Now the industry is warning of a massive wave of layoffs if lawmakers don’t extend funding before Oct. 1.

According to the trade group Airlines for America, passenger volume is off about 65% from a year ago. And airlines are collectively burning through $5 billion each month. 

CEO Nick Calio said airlines are asking for a six-month extension “because hopefully by then we will be over the hump.
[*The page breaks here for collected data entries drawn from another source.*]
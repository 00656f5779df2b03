//! Alpha Vantage NEWS_SENTIMENT discovery.

use super::traits::{NewsLead, NewsSource};
use crate::config::NewsConfig;
use anyhow::{Context, Result};
use async_trait::async_trait;
use reqwest::Client;
use serde::Deserialize;
use std::collections::HashMap;
use std::time::Duration;
use tracing::{debug, info, instrument};

const BULLISH: &str = "Bullish";

#[derive(Debug, Deserialize)]
struct NewsSentimentResponse {
    feed: Option<Vec<FeedItem>>,
    #[serde(rename = "Information")]
    information: Option<String>,
    #[serde(rename = "Error Message")]
    error_message: Option<String>,
}

#[derive(Debug, Deserialize)]
struct FeedItem {
    url: String,
    #[serde(default)]
    ticker_sentiment: Vec<TickerSentiment>,
}

#[derive(Debug, Deserialize)]
struct TickerSentiment {
    ticker: String,
    ticker_sentiment_label: String,
}

/// News discovery backed by Alpha Vantage.
pub struct AlphaVantageNews {
    http: Client,
    api_key: String,
    base_url: String,
    topic: String,
}

impl AlphaVantageNews {
    pub fn new(config: &NewsConfig) -> Result<Self> {
        let http = Client::builder()
            .timeout(Duration::from_secs(30))
            .build()
            .context("Failed to create HTTP client")?;

        Ok(Self {
            http,
            api_key: config.api_key.clone(),
            base_url: config.base_url.trim_end_matches('/').to_string(),
            topic: config.topic.clone(),
        })
    }
}

/// Keep bullish, non-crypto tickers. A repeated ticker keeps its first
/// position but takes the most recent URL.
fn bullish_leads(feed: Vec<FeedItem>) -> Vec<NewsLead> {
    let mut leads: Vec<NewsLead> = Vec::new();
    let mut index: HashMap<String, usize> = HashMap::new();

    for item in feed {
        for sentiment in item.ticker_sentiment {
            if sentiment.ticker_sentiment_label != BULLISH || sentiment.ticker.contains("CRYPTO") {
                continue;
            }

            match index.get(&sentiment.ticker).copied() {
                Some(pos) => leads[pos].url = item.url.clone(),
                None => {
                    index.insert(sentiment.ticker.clone(), leads.len());
                    leads.push(NewsLead::new(sentiment.ticker, item.url.clone()));
                }
            }
        }
    }

    leads
}

#[async_trait]
impl NewsSource for AlphaVantageNews {
    #[instrument(skip(self), fields(topic = %self.topic))]
    async fn discover(&self) -> Result<Vec<NewsLead>> {
        let url = format!(
            "{}/query?function=NEWS_SENTIMENT&topics={}&apikey={}",
            self.base_url,
            urlencoding::encode(&self.topic),
            urlencoding::encode(&self.api_key)
        );

        let response = self
            .http
            .get(&url)
            .send()
            .await
            .context("Failed to fetch news sentiment")?;

        let status = response.status();
        if !status.is_success() {
            anyhow::bail!("Alpha Vantage returned {}", status);
        }

        let body: NewsSentimentResponse = response
            .json()
            .await
            .context("Failed to parse news sentiment response")?;

        let Some(feed) = body.feed else {
            let reason = body
                .error_message
                .or(body.information)
                .unwrap_or_else(|| "no feed in response".to_string());
            anyhow::bail!("Alpha Vantage returned no feed: {}", reason);
        };

        debug!("Received {} feed items", feed.len());
        let leads = bullish_leads(feed);
        info!(
            "📰 [DISCOVER] {} bullish tickers: {:?}",
            leads.len(),
            leads.iter().map(|l| l.ticker.as_str()).collect::<Vec<_>>()
        );

        Ok(leads)
    }
}
//! Prompts and answer parsing for the two model calls in a cycle.

use super::client::{CompletionOracle, LlmError};
use crate::config::OpenAiConfig;
use rust_decimal::Decimal;
use std::str::FromStr;
use std::sync::Arc;
use tracing::debug;

pub const ANALYSER_PROMPT: &str = "You will be provided with a ticker symbol representing a company and a brief summary of recent news related to that company. \
Your task is to analyze this information and predict the company's growth potential over the next few years. Specifically, \
you are to determine if the company fits the definition of an 'evergreen' company, meaning it has strong growth prospects \
for the future, even if it is currently experiencing losses. \
- **Respond with 'Yes'** if, based on the information provided, you believe the company is evergreen and \
likely to grow in the coming years. \
- **Respond with 'No'** if, based on the information provided, you assess the company as not likely \
to achieve growth in the near future, considering its current situation. \
Remember, your analysis should take into account the specific details of the news provided and any known factors about the company's sector, operational model, or financial health that can influence its future growth potential. Strictly answer with a yes or no";

pub const LIMIT_ORDER_PROMPT: &str = "Given historical price data, the current price of a stock, and the most recent news about the company whose stock you hold, \
your task is to analyze this information to determine an optimal sell limit order price. Please provide your decision as a numeric \
value representing the price at which you wish to set your sell limit order. You must reply in numbers only. Be as realistically optimistic as you can!";

/// Buy decision for a single ticker.
#[derive(Debug, Clone, Copy, PartialEq, Eq)]
pub enum Verdict {
    Buy,
    Pass,
}

/// `Buy` only for a bare "yes"; trailing punctuation is ignored.
pub fn parse_verdict(answer: &str) -> Verdict {
    let answer = answer
        .trim()
        .trim_end_matches(|c: char| c.is_ascii_punctuation())
        .to_lowercase();

    if answer == "yes" {
        Verdict::Buy
    } else {
        Verdict::Pass
    }
}

/// First decimal number in `answer`. Dollar signs and thousands separators
/// are accepted.
pub fn parse_price(answer: &str) -> Option<Decimal> {
    let cleaned: String = answer.chars().filter(|c| *c != '$' && *c != ',').collect();

    let start = cleaned.find(|c: char| c.is_ascii_digit())?;
    let number: String = cleaned[start..]
        .chars()
        .take_while(|c| c.is_ascii_digit() || *c == '.')
        .collect();
    let number = number.trim_end_matches('.');

    Decimal::from_str(number).ok()
}

fn format_closes(closes: &[Decimal]) -> String {
    let items: Vec<String> = closes.iter().map(|c| c.to_string()).collect();
    format!("[{}]", items.join(", "))
}

/// Wraps a completion oracle with the growth and limit-price prompts.
pub struct StockAdvisor {
    oracle: Arc<dyn CompletionOracle>,
    decision_temperature: f32,
    limit_temperature: f32,
}

impl StockAdvisor {
    pub fn new(oracle: Arc<dyn CompletionOracle>, config: &OpenAiConfig) -> Self {
        Self {
            oracle,
            decision_temperature: config.decision_temperature,
            limit_temperature: config.limit_temperature,
        }
    }

    /// Ask whether `ticker` is an evergreen company given the article text.
    pub async fn decide_growth(&self, ticker: &str, article: &str) -> Result<Verdict, LlmError> {
        let user = format!("Ticker Symbol: {} News: {}", ticker, article);
        let answer = self
            .oracle
            .complete(ANALYSER_PROMPT, &user, self.decision_temperature)
            .await?;

        debug!(%ticker, %answer, "Growth decision");
        Ok(parse_verdict(&answer))
    }

    /// Ask for a sell-limit price given recent closes, the current price and news.
    pub async fn predict_limit(
        &self,
        closes: &[Decimal],
        current_price: Decimal,
        article: &str,
    ) -> Result<Decimal, LlmError> {
        let user = format!(
            "Historical data: {} Current price:{} News: {}",
            format_closes(closes),
            current_price,
            article
        );
        let answer = self
            .oracle
            .complete(LIMIT_ORDER_PROMPT, &user, self.limit_temperature)
            .await?;

        parse_price(&answer).ok_or_else(|| {
            LlmError::InvalidResponse(format!("No price in limit prediction: {:?}", answer))
        })
    }
}

#[cfg(test)]
mod tests {
    use super::*;
    use crate::llm::client::MockCompletionOracle;
    use mockall::predicate::eq;
    use rust_decimal_macros::dec;

    #[test]
    fn test_parse_verdict() {
        assert_eq!(parse_verdict("yes"), Verdict::Buy);
        assert_eq!(parse_verdict("Yes."), Verdict::Buy);
        assert_eq!(parse_verdict("  yes!\n"), Verdict::Buy);
        assert_eq!(parse_verdict("no"), Verdict::Pass);
        assert_eq!(parse_verdict("yes, but risky"), Verdict::Pass);
        assert_eq!(parse_verdict(""), Verdict::Pass);
    }

    #[test]
    fn test_parse_price() {
        assert_eq!(parse_price("187.5"), Some(dec!(187.5)));
        assert_eq!(parse_price("$1,204.30"), Some(dec!(1204.30)));
        assert_eq!(parse_price("sell limit: 42."), Some(dec!(42)));
        assert_eq!(parse_price("around 12.75 or 13"), Some(dec!(12.75)));
        assert_eq!(parse_price("no idea"), None);
    }

    #[tokio::test]
    async fn test_decide_growth_prompt_and_temperature() {
        let mut oracle = MockCompletionOracle::new();
        oracle
            .expect_complete()
            .with(
                eq(ANALYSER_PROMPT),
                eq("Ticker Symbol: NVDA News: record revenue"),
                eq(1.0f32),
            )
            .times(1)
            .returning(|_, _, _| Ok("yes".to_string()));

        let advisor = StockAdvisor::new(Arc::new(oracle), &OpenAiConfig::default());
        let verdict = advisor.decide_growth("NVDA", "record revenue").await.unwrap();

        assert_eq!(verdict, Verdict::Buy);
    }

    #[tokio::test]
    async fn test_predict_limit_formats_history() {
        let mut oracle = MockCompletionOracle::new();
        oracle
            .expect_complete()
            .with(
                eq(LIMIT_ORDER_PROMPT),
                eq("Historical data: [101, 103, 102] Current price:102.37 News: guidance raised"),
                eq(0.7f32),
            )
            .times(1)
            .returning(|_, _, _| Ok("$118.40".to_string()));

        let advisor = StockAdvisor::new(Arc::new(oracle), &OpenAiConfig::default());
        let limit = advisor
            .predict_limit(
                &[dec!(101), dec!(103), dec!(102)],
                dec!(102.37),
                "guidance raised",
            )
            .await
            .unwrap();

        assert_eq!(limit, dec!(118.40));
    }

    #[tokio::test]
    async fn test_unparsable_limit_is_an_error() {
        let mut oracle = MockCompletionOracle::new();
        oracle
            .expect_complete()
            .returning(|_, _, _| Ok("i cannot say".to_string()));

        let advisor = StockAdvisor::new(Arc::new(oracle), &OpenAiConfig::default());
        let result = advisor.predict_limit(&[dec!(10)], dec!(10), "").await;

        assert!(matches!(result, Err(LlmError::InvalidResponse(_))));
    }
}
And we will start to have a pickup in travel by next spring.”

The conditions of the previous bailout protected workers until Oct. 1. 

Calio warned that up to 100,000 airline employees could soon join the ranks of the unemployed. 

And Robert W. Mann, a former airline executive and industry consultant, said a second bailout would help the U.S. economy recover faster when the pandemic wanes. 

“If the industry were to fall into disrepair, if it were to fall into destructive restructuring during the pandemic, the question would be, what would you have around to help you around on the other side?” Mann said.

When, exactly, we get to the other side of the pandemic is still murky. 

Veronique de Rugy, senior research fellow at George Mason University’s Mercatus Center, said another $25 billion is not going to solve the problem.

“This is just postponing the inevitable,” she said. “As long as the demand doesn’t go back up, this is just basically a Band-Aid patch.”

She said bankruptcy would be the best option. Airlines have shown they can emerge from restructuring healthier. And she said that means troubled airlines don’t pose a major risk to the economy at large.